### THE TASK
The full set of entries must be copied exactly.

### SOURCE MATERIAL

use std::collections::{BTreeMap, HashSet};
use std::io;
use std::path::{Path, PathBuf};
use std::time::SystemTime;

use snafu::{OptionExt, ResultExt, Snafu};
use tracing::{debug, info, trace};

use crate::codec::Contents;
use crate::ext::BestEffortPathExt;
use crate::filesystem::{FileStat, Filesystem};
use crate::snapshot::{Entry, Snapshot};

/// Captures a directory tree relative to a previous snapshot of it.
///
/// Files whose modification time did not move past the previously recorded
/// one are listed without content. Paths that disappeared since the previous
/// snapshot come back as tombstones.
pub struct SnapshotDiffer<'a, F> {
    filesystem: &'a F,
    excluded_names: HashSet<String>,
}

impl<'a, F: Filesystem> SnapshotDiffer<'a, F> {
    pub fn new(filesystem: &'a F) -> Self {
        Self {
            filesystem,
            excluded_names: HashSet::new(),
        }
    }

    /// Names that are skipped at every depth, as if they did not exist.
    pub fn with_excluded_names(mut self, names: impl IntoIterator<Item = String>) -> Self {
        self.excluded_names.extend(names);
        self
    }

    /// Diffs the tree at `root` against `previous`, the root entry of the
    /// last snapshot of the same tree, if any.
    pub async fn diff(&self, root: &Path, previous: Option<&Entry>) -> Result<Snapshot, DiffError> {
        let mut contents = Vec::new();
        let root_entry = self
            .diff_path(root.to_path_buf(), previous, &mut contents)
            .await?
            .context(RootNotFoundSnafu {
                path: root.to_path_buf(),
            })?;

        let summary = root_entry.summarize();
        info!(
            "Captured {} ({} captured, {} unchanged, {} deleted)",
            root.best_effort_path_display(),
            summary.captured_files,
            summary.unchanged_files,
            summary.deleted
        );
        Ok(Snapshot::new(root_entry, contents))
    }

    /// Returns `None` when the path is absent and there is nothing to report
    /// about it.
    async fn diff_path(
        &self,
        path: PathBuf,
        previous: Option<&Entry>,
        contents: &mut Vec<Contents>,
    ) -> Result<Option<Entry>, DiffError> {
        let previous = previous.filter(|entry| !entry.is_deleted);
        let stat = self
            .filesystem
            .stat(&path)
            .await
            .context(StatSnafu { path: path.clone() })?;

        let Some(stat) = stat else {
            if previous.is_some() {
                debug!("{} was deleted", path.display());
            }
            return Ok(previous.map(Entry::tombstone));
        };

        let mut entry = if stat.is_directory {
            self.diff_folder(&path, stat, previous, contents).await?
        } else {
            self.diff_file(&path, stat, previous, contents).await?
        };

        if let Some(previous) = previous {
            retain_later_timestamp(&mut entry, previous);
        }
        Ok(Some(entry))
    }

    async fn diff_file(
        &self,
        path: &Path,
        stat: FileStat,
        previous: Option<&Entry>,
        contents: &mut Vec<Contents>,
    ) -> Result<Entry, DiffError> {
        if is_unchanged(previous, stat.modified_at) {
            trace!("{} is unchanged", path.display());
            return Ok(Entry::file(stat.modified_at, None));
        }

        let data = self
            .filesystem
            .read_file(path)
            .await
            .context(ReadSnafu { path })?;
        contents.push(Contents::from(data));
        let index = contents.len() - 1;
        debug!("Captured {} as payload {}", path.display(), index);

        Ok(Entry::file(stat.modified_at, Some(index)))
    }

    async fn diff_folder(
        &self,
        path: &Path,
        stat: FileStat,
        previous: Option<&Entry>,
        contents: &mut Vec<Contents>,
    ) -> Result<Entry, DiffError> {
        let names = self
            .filesystem
            .list_directory(path)
            .await
            .context(ListSnafu { path })?;
        let previous_children = previous.and_then(Entry::children);

        let mut children = BTreeMap::new();
        for name in names {
            if self.excluded_names.contains(&name) {
                trace!("Skipping excluded {}", path.join(&name).display());
                continue;
            }
            let previous_child = previous_children.and_then(|previous| previous.get(&name));
            let child = Box::pin(self.diff_path(path.join(&name), previous_child, contents)).await?;
            if let Some(child) = child {
                children.insert(name, child);
            }
        }

        for (name, previous_child) in previous_children.into_iter().flatten() {
            if previous_child.is_deleted
                || children.contains_key(name)
                || self.excluded_names.contains(name)
            {
                continue;
            }
            debug!("{} was deleted", path.join(name).display());
            children.insert(name.clone(), previous_child.tombstone());
        }

        Ok(Entry::folder(stat.modified_at, children))
    }
}

/// A file is unchanged when it was a live file in the previous snapshot with a
/// recorded time and its current time is not strictly after that.
fn is_unchanged(previous: Option<&Entry>, modified_at: Option<SystemTime>) -> bool {
    let Some(previous) = previous else {
        return false;
    };
    if previous.is_folder() {
        return false;
    }
    match (previous.modified_at, modified_at) {
        (Some(recorded), Some(current)) => current <= recorded,
        _ => false,
    }
}

/// Recorded modification times never move backward between snapshots.
fn retain_later_timestamp(entry: &mut Entry, previous: &Entry) {
    if entry.modified_at < previous.modified_at {
        trace!("Keeping later recorded modification time");
        entry.modified_at = previous.modified_at;
    }
}

#[derive(Debug, Snafu)]
pub enum DiffError {
    #[snafu(display("Failed to stat {}", path.best_effort_path_display()))]
    StatError { path: PathBuf, source: io::Error },
    #[snafu(display("Failed to list directory {}", path.best_effort_path_display()))]
    ListError { path: PathBuf, source: io::Error },
    #[snafu(display("Failed to read file {}", path.best_effort_path_display()))]
    ReadError { path: PathBuf, source: io::Error },
    #[snafu(display(
        "Snapshot root {} does not exist and was never captured",
        path.best_effort_path_display()
    ))]
    RootNotFound { path: PathBuf },
}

### FINISHED TASK
use std::collections::{BTreeMap, HashSet};
use std::io;
use std::path::{Path, PathBuf};
use std::time::SystemTime;

use snafu::{OptionExt, ResultExt, Snafu};
use tracing::{debug, info, trace};

use crate::codec::Contents;
use crate::ext::BestEffortPathExt;
use crate::filesystem::{FileStat, Filesystem};
use crate::snapshot::{Entry, Snapshot};

/// Captures a directory tree relative to a previous snapshot of it.
///
/// Files whose modification time did not move past the previously recorded
/// one are listed without content. Paths that disappeared since the previous
/// snapshot come back as tombstones.
pub struct SnapshotDiffer<'a, F> {
    filesystem: &'a F,
    excluded_names: HashSet<String>,
}

impl<'a, F: Filesystem> SnapshotDiffer<'a, F> {
    pub fn new(filesystem: &'a F) -> Self {
        Self {
            filesystem,
            excluded_names: HashSet::new(),
        }
    }

    /// Names that are skipped at every depth, as if they did not exist.
    pub fn with_excluded_names(mut self, names: impl IntoIterator<Item = String>) -> Self {
        self.excluded_names.extend(names);
        self
    }

    /// Diffs the tree at `root` against `previous`, the root entry of the
    /// last snapshot of the same tree, if any.
    pub async fn diff(&self, root: &Path, previous: Option<&Entry>) -> Result<Snapshot, DiffError> {
        let mut contents = Vec::new();
        let root_entry = self
            .diff_path(root.to_path_buf(), previous, &mut contents)
            .await?
            .context(RootNotFoundSnafu {
                path: root.to_path_buf(),
            })?;

        let summary = root_entry.summarize();
        info!(
            "Captured {} ({} captured, {} unchanged, {} deleted)",
            root.best_effort_path_display(),
            summary.captured_files,
            summary.unchanged_files,
            summary.deleted
        );
        Ok(Snapshot::new(root_entry, contents))
    }

    /// Returns `None` when the path is absent and there is nothing to report
    /// about it.
    async fn diff_path(
        &self,
        path: PathBuf,
        previous: Option<&Entry>,
        contents: &mut Vec<Contents>,
    ) -> Result<Option<Entry>, DiffError> {
        let previous = previous.filter(|entry| !entry.is_deleted);
        let stat = self
            .filesystem
            .stat(&path)
            .await
            .context(StatSnafu { path: path.clone() })?;

        let Some(stat) = stat else {
            if previous.is_some() {
                debug!("{} was deleted", path.display());
            }
            return Ok(previous.map(Entry::tombstone));
        };

        let mut entry = if stat.is_directory {
            self.diff_folder(&path, stat, previous, contents).await?
        } else {
            self.diff_file(&path, stat, previous, contents).await?
        };

        if let Some(previous) = previous {
            retain_later_timestamp(&mut entry, previous);
        }
        Ok(Some(entry))
    }

    async fn diff_file(
        &self,
        path: &Path,
        stat: FileStat,
        previous: Option<&Entry>,
        contents: &mut Vec<Contents>,
    ) -> Result<Entry, DiffError> {
        if is_unchanged(previous, stat.modified_at) {
            trace!("{} is unchanged", path.display());
            return Ok(Entry::file(stat.modified_at, None));
        }

        let data = self
            .filesystem
            .read_file(path)
            .await
            .context(ReadSnafu { path })?;
        contents.push(Contents::from(data));
        let index = contents.len() - 1;
        debug!("Captured {} as payload {}", path.display(), index);

        Ok(Entry::file(stat.modified_at, Some(index)))
    }

    async fn diff_folder(
        &self,
        path: &Path,
        stat: FileStat,
        previous: Option<&Entry>,
        contents: &mut Vec<Contents>,
    ) -> Result<Entry, DiffError> {
        let names = self
            .filesystem
            .list_directory(path)
            .await
            .context(ListSnafu { path })?;
        let previous_children = previous.and_then(Entry::children);

        let mut children = BTreeMap::new();
        for name in names {
            if self.excluded_names.contains(&name) {
                trace!("Skipping excluded {}", path.join(&name).display());
                continue;
            }
            let previous_child = previous_children.and_then(|previous| previous.get(&name));
            let child = Box::pin(self.diff_path(path.join(&name), previous_child, contents)).await?;
            if let Some(child) = child {
                children.insert(name, child);
            }
        }

        for (name, previous_child) in previous_children.into_iter().flatten() {
            if previous_child.is_deleted
                || children.contains_key(name)
                || self.excluded_names.contains(name)
            {
                continue;
            }
            debug!("{} was deleted", path.join(name).display());
            children.insert(name.clone(), previous_child.tombstone());
        }

        Ok(Entry::folder(stat.modified_at, children))
    }
}

/// A file is unchanged when it was a live file in the previous snapshot with a
/// recorded time and its current time is not strictly after that.
fn is_unchanged(previous: Option<&Entry>, modified_at: Option<SystemTime>) -> bool {
    let Some(previous) = previous else {
        return false;
    };
    if previous.is_folder() {
        return false;
    }
    match (previous.modified_at, modified_at) {
        (Some(recorded), Some(current)) => current <= recorded,
        _ => false,
    }
}

/// Recorded modification times never move backward between snapshots.
fn retain_later_timestamp(entry: &mut Entry, previous: &Entry) {
    if entry.modified_at < previous.modified_at {
        trace!("Keeping later recorded modification time");
        entry.modified_at = previous.modified_at;
    }
}

#[derive(Debug, Snafu)]
pub enum DiffError {
    #[snafu(display("Failed to stat {}", path.best_effort_path_display()))]
    StatError { path: PathBuf, source: io::Error },
    #[snafu(display("Failed to list directory {}", path.best_effort_path_display()))]
    ListError { path: PathBuf, source: io::Error },
    #[snafu(display("Failed to read file {}", path.best_effort_path_display()))]
    ReadError { path: PathBuf, source: io::Error },
    #[snafu(display(
        "Snapshot root {} does not exist and was never captured",
        path.best_effort_path_display()
    ))]
    RootNotFound { path: PathBuf },
}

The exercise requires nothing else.